## Task to complete
Lines from the material below that hold the string "Deserialize" are what is needed; copy each of them.

## Data

________________________________________

//! Stops: one order as seen by pricing and sequencing

use chrono::NaiveDate;
use rust_decimal::Decimal;
use serde::{Deserialize, Serialize};
use sqlx::FromRow;

use super::OrderStatus;

/// Transient pricing/routing view of one order
#[derive(Debug, Clone, PartialEq, Serialize, Deserialize)]
#[serde(rename_all = "camelCase")]
pub struct Stop {
    pub client_id: Option<i64>,
    pub area_id: Option<i64>,
    /// Depot->zone rate of the stop's own zone, zero when unresolved
    pub zone_base_rate: Decimal,
    pub distance_from_depot: f64,
    pub is_overdue: bool,
}

/// Which pricing branch produced a stop's drop cost
#[derive(Debug, Clone, Copy, PartialEq, Eq, Serialize, Deserialize)]
#[serde(rename_all = "snake_case")]
pub enum DropCharge {
    /// Index 0: the stop's zone base rate
    FirstStop,
    /// Client already served earlier in the sequence: free
    RepeatClient,
    /// Same area as the previous stop
    SameZone,
    /// Different (or unknown) area than the previous stop
    OtherZone,
}

/// Order joined with its client -> area -> zone chain
#[derive(Debug, Clone, FromRow)]
pub struct OrderStop {
    pub order_id: i64,
    pub po_number: String,
    pub po_date: NaiveDate,
    pub scheduled_date: NaiveDate,
    pub client_id: Option<i64>,
    pub client_code: Option<String>,
    pub area_id: Option<i64>,
    pub zone_id: Option<i64>,
    pub zone_base_rate: Option<Decimal>,
    pub distance_from_depot: Option<f64>,
    pub total_amount: Decimal,
    pub total_items: i32,
    pub batch_id: Option<i64>,
    pub status: OrderStatus,
}

impl OrderStop {
    /// Overdue when scheduled strictly before the planning date
    pub fn is_overdue(&self, planning_date: NaiveDate) -> bool {
        self.scheduled_date < planning_date
    }

    pub fn distance(&self) -> f64 {
        self.distance_from_depot.unwrap_or(0.0)
    }

    pub fn to_stop(&self, planning_date: NaiveDate) -> Stop {
        Stop {
            client_id: self.client_id,
            area_id: self.area_id,
            zone_base_rate: self.zone_base_rate.unwrap_or(Decimal::ZERO),
            distance_from_depot: self.distance(),
            is_overdue: self.is_overdue(planning_date),
        }
    }
}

________________________________________

## Written solution
use serde::{Deserialize, Serialize};
#[derive(Debug, Clone, PartialEq, Serialize, Deserialize)]
#[derive(Debug, Clone, Copy, PartialEq, Eq, Serialize, Deserialize)]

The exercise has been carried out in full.